ARTICLE | doi:10.20944/preprints202009.0035.v1
Subject: Medicine & Pharmacology, Pathology & Pathobiology Keywords: enterovirus; nonhuman primates; humans; genetic recombination; emergence; Republic of Congo
Online: 2 September 2020 (08:49:42 CEST)
Enteroviruses (EVs) are viruses of the family Picornaviridae that cause mild to severe infections in humans and in several animal species, including nonhuman primates (NHPs). We conducted a survey and characterization of enteroviruses circulating between humans and great apes in the Congo. Fecal samples (N=24) of gorillas and chimpanzees living close to or distant from humans in three Congolese parks were collected, as well as from healthy humans (N=38) living around and within these parks.

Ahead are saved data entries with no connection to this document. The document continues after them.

//! Frame fan-out onto the data path and the header path.
//!
//! Every accepted chunk goes to both consumers; `Bytes` makes the copy a
//! reference-count bump. A chunk is accepted only when both sides are ready,
//! so the two paths never disagree about which frames they have seen.

use super::DataBuffer;
use crate::classify::{Classified, Classifier};
use crate::error::{Result, RouterError};
use crate::protocol::Chunk;

/// Both-ready gate in front of the data buffer and the classifier.
#[derive(Debug, Clone, Copy)]
pub struct FanOut {
    max_chunk_len: usize,
}

impl FanOut {
    /// Create a gate that admits chunks of at most `max_chunk_len` bytes.
    pub fn new(max_chunk_len: usize) -> Self {
        Self { max_chunk_len }
    }

    /// Largest admissible chunk.
    #[inline]
    pub fn max_chunk_len(&self) -> usize {
        self.max_chunk_len
    }

    /// Reject chunks wider than the configured transport.
    pub fn check(&self, chunk: &Chunk) -> Result<()> {
        if chunk.len() > self.max_chunk_len {
            return Err(RouterError::ChunkTooLarge {
                len: chunk.len(),
                max: self.max_chunk_len,
            });
        }
        Ok(())
    }

    /// Duplicate `chunk` into `buffer` and `classifier`.
    ///
    /// The classifier always keeps pace, so readiness is decided by the
    /// buffer alone; a refused chunk is handed back untouched and neither
    /// side has seen it.
    pub fn forward(
        &self,
        chunk: Chunk,
        buffer: &mut DataBuffer,
        classifier: &mut Classifier,
    ) -> std::result::Result<Option<Classified>, Chunk> {
        let header_copy = chunk.clone();
        buffer.push(chunk)?;
        Ok(classifier.feed(&header_copy))
    }
}
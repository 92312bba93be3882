//! Router statistics.
//!
//! Lock-free counters shared between the router stages and any observer.
//! [`RouterStats::snapshot`] gives a consistent-enough copy for reporting;
//! counters are monotonic and never reset while the router runs.

use std::sync::atomic::{AtomicU64, Ordering};

use serde::Serialize;

use crate::classify::{Classified, Verdict};
use crate::error::Result;
use crate::protocol::{Chunk, Destination, OutputChunk};

/// Shared counters, updated with relaxed atomics.
#[derive(Debug, Default)]
pub struct RouterStats {
    frames_in: AtomicU64,
    bytes_in: AtomicU64,
    frames_out: AtomicU64,
    bytes_out: AtomicU64,
    per_destination: [AtomicU64; 5],
    fragmented_datagrams: AtomicU64,
    fragment_conflicts: AtomicU64,
    orphan_fragments: AtomicU64,
    truncated_frames: AtomicU64,
    backpressure_events: AtomicU64,
}

impl RouterStats {
    /// Create zeroed counters.
    pub fn new() -> Self {
        Self::default()
    }

    /// Count a chunk accepted by the fan-out.
    pub fn record_input(&self, chunk: &Chunk) {
        self.bytes_in.fetch_add(chunk.len() as u64, Ordering::Relaxed);
        if chunk.last {
            self.frames_in.fetch_add(1, Ordering::Relaxed);
        }
    }

    /// Count one classification.
    pub fn record_decision(&self, classified: &Classified) {
        let decision = classified.decision;
        self.per_destination[decision.destination.index()].fetch_add(1, Ordering::Relaxed);

        match decision.verdict {
            Verdict::FirstFragment => {
                self.fragmented_datagrams.fetch_add(1, Ordering::Relaxed);
            }
            Verdict::FragmentConflict => {
                self.fragment_conflicts.fetch_add(1, Ordering::Relaxed);
            }
            Verdict::OrphanFragment => {
                self.orphan_fragments.fetch_add(1, Ordering::Relaxed);
            }
            _ => {}
        }

        if classified.fields.is_truncated() {
            self.truncated_frames.fetch_add(1, Ordering::Relaxed);
        }
    }

    /// Count a chunk handed downstream.
    pub fn record_output(&self, chunk: &OutputChunk) {
        self.bytes_out.fetch_add(chunk.data.len() as u64, Ordering::Relaxed);
        if chunk.last {
            self.frames_out.fetch_add(1, Ordering::Relaxed);
        }
    }

    /// Count a chunk refused because the data buffer was full.
    pub fn record_backpressure(&self) {
        self.backpressure_events.fetch_add(1, Ordering::Relaxed);
    }

    /// Frames classified as `destination`.
    pub fn frames_to(&self, destination: Destination) -> u64 {
        self.per_destination[destination.index()].load(Ordering::Relaxed)
    }

    /// New fragmented datagrams refused because one was already tracked.
    pub fn fragment_conflicts(&self) -> u64 {
        self.fragment_conflicts.load(Ordering::Relaxed)
    }

    /// Copy all counters.
    pub fn snapshot(&self) -> StatsSnapshot {
        let load = |counter: &AtomicU64| counter.load(Ordering::Relaxed);
        StatsSnapshot {
            frames_in: load(&self.frames_in),
            bytes_in: load(&self.bytes_in),
            frames_out: load(&self.frames_out),
            bytes_out: load(&self.bytes_out),
            destinations: DestinationCounts {
                arp: self.frames_to(Destination::Arp),
                raw: self.frames_to(Destination::Raw),
                external: self.frames_to(Destination::External),
                udp_offload: self.frames_to(Destination::UdpOffload),
                trash: self.frames_to(Destination::Trash),
            },
            fragmented_datagrams: load(&self.fragmented_datagrams),
            fragment_conflicts: load(&self.fragment_conflicts),
            orphan_fragments: load(&self.orphan_fragments),
            truncated_frames: load(&self.truncated_frames),
            backpressure_events: load(&self.backpressure_events),
        }
    }
}

/// Per-destination frame counts.
#[derive(Debug, Clone, Copy, Default, PartialEq, Eq, Serialize)]
pub struct DestinationCounts {
    pub arp: u64,
    pub raw: u64,
    pub external: u64,
    pub udp_offload: u64,
    pub trash: u64,
}

impl DestinationCounts {
    /// Count for one destination.
    pub fn get(&self, destination: Destination) -> u64 {
        match destination {
            Destination::Arp => self.arp,
            Destination::Raw => self.raw,
            Destination::External => self.external,
            Destination::UdpOffload => self.udp_offload,
            Destination::Trash => self.trash,
        }
    }

    /// Sum over all destinations.
    pub fn total(&self) -> u64 {
        Destination::ALL.iter().map(|d| self.get(*d)).sum()
    }
}

/// Point-in-time copy of [`RouterStats`].
#[derive(Debug, Clone, Copy, Default, PartialEq, Eq, Serialize)]
pub struct StatsSnapshot {
    pub frames_in: u64,
    pub bytes_in: u64,
    pub frames_out: u64,
    pub bytes_out: u64,
    pub destinations: DestinationCounts,
    pub fragmented_datagrams: u64,
    pub fragment_conflicts: u64,
    pub orphan_fragments: u64,
    pub truncated_frames: u64,
    pub backpressure_events: u64,
}

impl StatsSnapshot {
    /// Serialize as pretty-printed JSON.
    pub fn to_json(&self) -> Result<String> {
        Ok(serde_json::to_string_pretty(self)?)
    }
}
//! Chunk types exchanged with the transport on both sides of the router.
//!
//! A frame is an ordered run of chunks terminated by one with `last == true`.
//! Chunk boundaries carry no meaning for classification; they are preserved
//! byte-for-byte on the output side.
//!
//! # Example
//!
//! ```
//! use uoe_router::protocol::{Chunk, Destination, FrameAssembler, OutputChunk};
//! use bytes::Bytes;
//!
//! let mut assembler = FrameAssembler::new();
//! let first = OutputChunk::new(Bytes::from_static(b"he"), false, Some(Destination::Raw));
//! let second = OutputChunk::new(Bytes::from_static(b"llo"), true, None);
//!
//! assert!(assembler.push(first).is_none());
//! let frame = assembler.push(second).unwrap();
//! assert_eq!(frame.destination, Destination::Raw);
//! assert_eq!(frame.to_vec(), b"hello");
//! # let _ = Chunk::last(Bytes::new());
//! ```

use bytes::{Bytes, BytesMut};

use super::Destination;

/// One transport step of an incoming frame.
#[derive(Debug, Clone, PartialEq, Eq)]
pub struct Chunk {
    /// Payload bytes (zero-copy via `bytes::Bytes`).
    pub data: Bytes,
    /// Set on the chunk that ends the frame.
    pub last: bool,
}

impl Chunk {
    /// Create a chunk.
    pub fn new(data: Bytes, last: bool) -> Self {
        Self { data, last }
    }

    /// Create a non-final chunk.
    pub fn more(data: Bytes) -> Self {
        Self::new(data, false)
    }

    /// Create the final chunk of a frame.
    pub fn last(data: Bytes) -> Self {
        Self::new(data, true)
    }

    /// Create a chunk by copying a slice.
    pub fn from_slice(data: &[u8], last: bool) -> Self {
        Self::new(Bytes::copy_from_slice(data), last)
    }

    /// Number of bytes carried.
    #[inline]
    pub fn len(&self) -> usize {
        self.data.len()
    }

    /// True when the chunk carries no bytes.
    #[inline]
    pub fn is_empty(&self) -> bool {
        self.data.is_empty()
    }
}

/// A chunk leaving the router.
///
/// `destination` is set on the first chunk of every frame and on no other.
#[derive(Debug, Clone, PartialEq, Eq)]
pub struct OutputChunk {
    /// Bytes exactly as received.
    pub data: Bytes,
    /// Set on the chunk that ends the frame.
    pub last: bool,
    /// Frame tag, present only on the first chunk.
    pub destination: Option<Destination>,
}

impl OutputChunk {
    /// Create an output chunk.
    pub fn new(data: Bytes, last: bool, destination: Option<Destination>) -> Self {
        Self {
            data,
            last,
            destination,
        }
    }

    /// True when this chunk opens a frame.
    #[inline]
    pub fn is_first(&self) -> bool {
        self.destination.is_some()
    }
}

/// A complete frame reassembled from output chunks.
#[derive(Debug, Clone, PartialEq, Eq)]
pub struct TaggedFrame {
    /// Frame tag.
    pub destination: Destination,
    /// Chunks in arrival order, boundaries preserved.
    pub chunks: Vec<Bytes>,
}

impl TaggedFrame {
    /// Total frame length.
    pub fn len(&self) -> usize {
        self.chunks.iter().map(Bytes::len).sum()
    }

    /// True for a zero-length frame.
    pub fn is_empty(&self) -> bool {
        self.len() == 0
    }

    /// Concatenate all chunks.
    pub fn to_bytes(&self) -> Bytes {
        if self.chunks.len() == 1 {
            return self.chunks[0].clone();
        }
        let mut buf = BytesMut::with_capacity(self.len());
        for chunk in &self.chunks {
            buf.extend_from_slice(chunk);
        }
        buf.freeze()
    }

    /// Concatenate all chunks into a vector.
    pub fn to_vec(&self) -> Vec<u8> {
        self.to_bytes().to_vec()
    }
}

/// Collects output chunks back into [`TaggedFrame`]s.
#[derive(Debug, Default)]
pub struct FrameAssembler {
    current: Option<TaggedFrame>,
}

impl FrameAssembler {
    /// Create an empty assembler.
    pub fn new() -> Self {
        Self::default()
    }

    /// Feed one output chunk; returns the frame once its last chunk arrives.
    ///
    /// A chunk without a tag arriving outside a frame is ignored; the router
    /// never produces one.
    pub fn push(&mut self, chunk: OutputChunk) -> Option<TaggedFrame> {
        if let Some(destination) = chunk.destination {
            self.current = Some(TaggedFrame {
                destination,
                chunks: Vec::new(),
            });
        }

        let frame = self.current.as_mut()?;
        frame.chunks.push(chunk.data);

        if chunk.last {
            self.current.take()
        } else {
            None
        }
    }

    /// True while a frame is partially assembled.
    pub fn in_frame(&self) -> bool {
        self.current.is_some()
    }
}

Enterovirus were detected in 29.4% gorilla and 13.15% human feces, including wild and human-habituated gorillas, local humans and eco-guards. Two identical strains were isolated from two humans come from two remote regions. Their genomes were similar and all genes showed their close similarity to Coxsackieviruses except for 3C, 3D and 5’UTR region where they were most similar to poliovirus 1 and 2, suggesting recombination. Recombination events were found between these strains, poliovirus 1 and 2 and EV-C99. The same EV- C species detected in both humans and apes in different regions suggest a clonal distribution of the virus in Congo.